Altının ucuz kuzeni parlıyor
Atılım MURAT
Finans piyasalarındaki gerginlik devam ediyor. Risk iştahı bir iniyor bir çıkıyor. Geçen haftadan itibaren piyasada Euro-pozitif bir hava oluşmuştu. Dün Wall Street Journal gazetesinde yayımlanan AB stres testi ile ilgili olumsuz haber Euro'nun havasını bozdu. Fiyatlardaki oynaklık, büyük riskler barındırıyor. Yılın geri kalan kısmı oldukça zor geçecek.

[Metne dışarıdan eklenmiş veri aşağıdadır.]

use std::hash::Hash;

use eframe::egui::{
    Align, Button, Frame, Key, Modifiers, Rect, RichText, ScrollArea, Slider, TextEdit, Ui,
};

use fairjudge::choice::{ChoiceEvent, ChoiceList, Effect, ListView, NavKey};
use fairjudge::score::ScoreScale;

const NAV_KEYS: [(Key, NavKey); 4] = [
    (Key::ArrowDown, NavKey::Down),
    (Key::ArrowUp, NavKey::Up),
    (Key::Enter, NavKey::Enter),
    (Key::Escape, NavKey::Escape),
];

/// Feeds events into a choice list while tracking the value it asked for, so
/// later events in the same frame see the new value.
struct Driver<'a> {
    list: &'a mut ChoiceList,
    value: String,
    changed: bool,
    focus: bool,
}

impl Driver<'_> {
    fn send(&mut self, event: ChoiceEvent) {
        for effect in self.list.handle(&self.value, event) {
            match effect {
                Effect::Change(value) => {
                    self.value = value;
                    self.changed = true;
                }
                Effect::FocusInput => self.focus = true,
                Effect::Consumed => {}
            }
        }
    }
}

/// Text input with a filterable list of candidates below it. Returns the new
/// value when the field asks for a change.
pub fn choice_field(
    ui: &mut Ui,
    id_source: impl Hash,
    label: &str,
    hint: &str,
    value: &str,
    list: &mut ChoiceList,
) -> Option<String> {
    let id = ui.make_persistent_id(id_source);
    list.sync(value);

    let mut driver = Driver {
        list,
        value: value.to_string(),
        changed: false,
        focus: false,
    };

    // keys must be taken before the text edit sees them, enter and escape
    // would otherwise drop the focus
    let mut navigated = false;
    if ui.memory(|m| m.has_focus(id)) && driver.list.is_open() {
        for (key, nav) in NAV_KEYS {
            if ui.input_mut(|i| i.consume_key(Modifiers::NONE, key)) {
                driver.send(ChoiceEvent::Key(nav));
                navigated = true;
            }
        }
    }

    ui.label(RichText::new(label).strong());

    let mut clear_rect: Option<Rect> = None;
    let input = ui.horizontal(|ui| {
        let mut text = driver.value.clone();
        let response = ui.add(
            TextEdit::singleline(&mut text)
                .id(id)
                .hint_text(hint)
                .desired_width(ui.available_width() - 32.0),
        );

        if response.gained_focus() || response.clicked() {
            driver.send(ChoiceEvent::Focus);
        }

        if response.changed() {
            driver.send(ChoiceEvent::Edit(text));
        }

        if driver.list.view().show_clear {
            let clear = ui.small_button("x").on_hover_text("Clear");
            clear_rect = Some(clear.rect);
            if clear.clicked() {
                driver.send(ChoiceEvent::Clear);
            }
        }

        response.rect
    });
    let input_rect = input.inner;

    let mut pending = Vec::new();
    let list_rect = match driver.list.view().list {
        ListView::Hidden => None,

        ListView::NoResults => {
            let frame = Frame::group(ui.style()).show(ui, |ui| {
                ui.label(RichText::new("No results found").weak());
            });
            Some(frame.response.rect)
        }

        ListView::Rows(rows) => {
            let pointer_moving = ui.input(|i| i.pointer.is_moving());
            let frame = Frame::group(ui.style()).show(ui, |ui| {
                ScrollArea::vertical()
                    .id_source(id.with("rows"))
                    .max_height(180.0)
                    .show(ui, |ui| {
                        ui.set_width(ui.available_width());
                        for (idx, row) in rows.iter().enumerate() {
                            let response = ui.selectable_label(row.highlighted, row.text);

                            if row.highlighted && navigated {
                                response.scroll_to_me(Some(Align::Center));
                            }

                            if response.hovered() && pointer_moving && !row.highlighted {
                                pending.push(ChoiceEvent::Hover(idx));
                            }

                            if response.clicked() {
                                pending.push(ChoiceEvent::Click(idx));
                            }
                        }
                    });
            });
            Some(frame.response.rect)
        }
    };

    for event in pending {
        driver.send(event);
    }

    let pressed_outside = ui.input(|i| {
        i.pointer.any_pressed()
            && i.pointer.interact_pos().is_some_and(|pos| {
                !input_rect.contains(pos)
                    && !clear_rect.is_some_and(|rect| rect.contains(pos))
                    && !list_rect.is_some_and(|rect| rect.contains(pos))
            })
    });

    if pressed_outside && driver.list.is_open() {
        driver.send(ChoiceEvent::PointerDownOutside);
    }

    if driver.focus {
        ui.memory_mut(|m| m.request_focus(id));
    }

    driver.changed.then_some(driver.value)
}

/// Score stepper: minus button, text input with a slider underneath, plus
/// button. Returns the new value when it changed.
pub fn score_field(ui: &mut Ui, label: &str, value: &str, scale: &ScoreScale) -> Option<String> {
    let mut changed = None;

    ui.label(RichText::new(label).strong());

    ui.horizontal(|ui| {
        let minus = ui
            .add_enabled(scale.can_decrement(value), Button::new(" - "))
            .on_hover_text("Decrease by 0,1");
        if minus.clicked() {
            changed = scale.decrement(value);
        }

        ui.vertical(|ui| {
            let mut text = value.to_string();
            let input = ui.add(TextEdit::singleline(&mut text).hint_text("0,0").desired_width(140.0));
            if input.changed() {
                if let Some(accepted) = scale.edit(&text) {
                    changed = Some(accepted);
                }
            }

            let mut position = scale.slider_position(value);
            let slider = ui.add(
                Slider::new(&mut position, 0.0..=scale.max().as_f32())
                    .step_by(0.1)
                    .fixed_decimals(1)
                    .show_value(false),
            );
            if slider.changed() {
                changed = Some(scale.from_slider(position));
            }
        });

        let plus = ui
            .add_enabled(scale.can_increment(value), Button::new(" + "))
            .on_hover_text("Increase by 0,1");
        if plus.clicked() {
            changed = scale.increment(value);
        }
    });

    ui.label(RichText::new(format!("Scores from 0 to {} with one decimal", scale.max())).small());

    changed
}
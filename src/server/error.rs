use axum::{
    http::StatusCode,
    response::{IntoResponse, Response},
    Json,
};
use thiserror::Error;

use crate::remote::ValidateResponse;

#[derive(Error, Debug)]
pub enum AppError {
    #[error("Malformed payload: {0}")]
    MalformedPayload(String),
}

impl IntoResponse for AppError {
    fn into_response(self) -> Response {
        let status = match self {
            AppError::MalformedPayload { .. } => StatusCode::BAD_REQUEST,
        };

        let body = ValidateResponse {
            success: false,
            message: Some(self.to_string()),
        };

        (status, Json(body)).into_response()
    }
}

Yeni bir tahvil alım programının gölgesindeki Dolar'ın tekrar yükselişe başlayabilmesi için bazı şartların oluşması gerekiyor. Bu şartların ilki; Çin makro verilerinin hayal kırıklığı yaratması. İkincisi, AB ülkelerindeki borç krizinin piyasaları tekrar vurması. Bunlar gerçekleşmedikçe Dolar'ın agresif yükselişler yapması zor. Yeni tahvil alım programının konuşulması, dolar üzerinde baskı oluşturmaya devam ediyor. Mart 2009'da açıklanan ilk tahvil alım programından sonra Dolar hızla değer yitirmişti. Geçen hafta Bernanke, uzun vadeli tahvil alımlarının en sevdiği müdahale şekli olduğunu söyledi. Tabii yeni bir program, ekonomik verilerin durumu ile de alakalı. Son iki aydır genel olarak beklentilerin altında kalan ABD verileri, önümüzdeki haftalarda iyileşme gösterebilirler. Cuma günü yayımlanan ABD istihdam verisi fena değildi. İstihdam rakamlarının beklentilerin üzerinde gelmesi, sanayi üretimi ve kişisel harcamalar verilerini de olumlu etkileyebilir. Gayrimenkul verileri dibe vurdukları için, biraz toparlanabilirler. Önümüzdeki günlerin en önemli verisi olan 'perakende satış verisi' de yukarı doğru bir hamle yapabilir. Bu verilerden pozitif sinyaller gelirse, Fed 21 Eylül'deki toplantıda yeni bir program kararı almaz. Yine de, Fed'in bu yılın sonunda ya da 2011 başında yeni likidite önlemleri açıklayabileceğini düşünüyorum. Bunun dışında, İngiltere Merkez Bankası(İMB) da tahvil alımları konusunda Fed'i izleyebilir. İMB, Mart 2009'da Fed ile birlikte tahvil alım programına başlamıştı. Aslında bu büyük bir tesadüf değil. Fed ve İMB'nin faiz dönemleri, 1999'dan beri benzerlik gösteriyor. İngiliz verileri düşüşteyken, enflasyon oranı son 10 ayın en düşük seviyesindeyken, İMB'nin faiz artırımına gideceğini düşünmek saçma olur. Bütün bunları alt alta koyarsak; sterlin(GBP) konusunda insan pek iyimser olamıyor.
Geçen sene açıklanan tahvil alım programlarından sonra, değerli metaller büyük yükselişler yaşadılar. Hem Fed hem de İMB para basmaya yeniden başlarsa, altın ve gümüşteki yükselişler devam edebilir. Gümüşü altına göre daha avantajlı gördüğümü aylardır vurguluyorum. Gümüş, 2008'deki zirvesinden hala uzakta($21.35). Altın ne zaman yükselişe geçse, bütün ilgiyi üzerine çekiyor. Oysa, altının ucuz kuzeni gümüş, altından daha iyi getiri bırakıyor. Bu, altın/gümüş rasyosundan da açık biçimde görülüyor. Altın yükseliyor, ancak gümüş ondan daha iyi performans gösteriyor. Rasyo düşüyor. Değerli metaller konusunda pozitif görüşlere sahipseniz, altından daha ucuz fiyata sahip olan gümüşü bir alternatif olarak düşünebilirsiniz.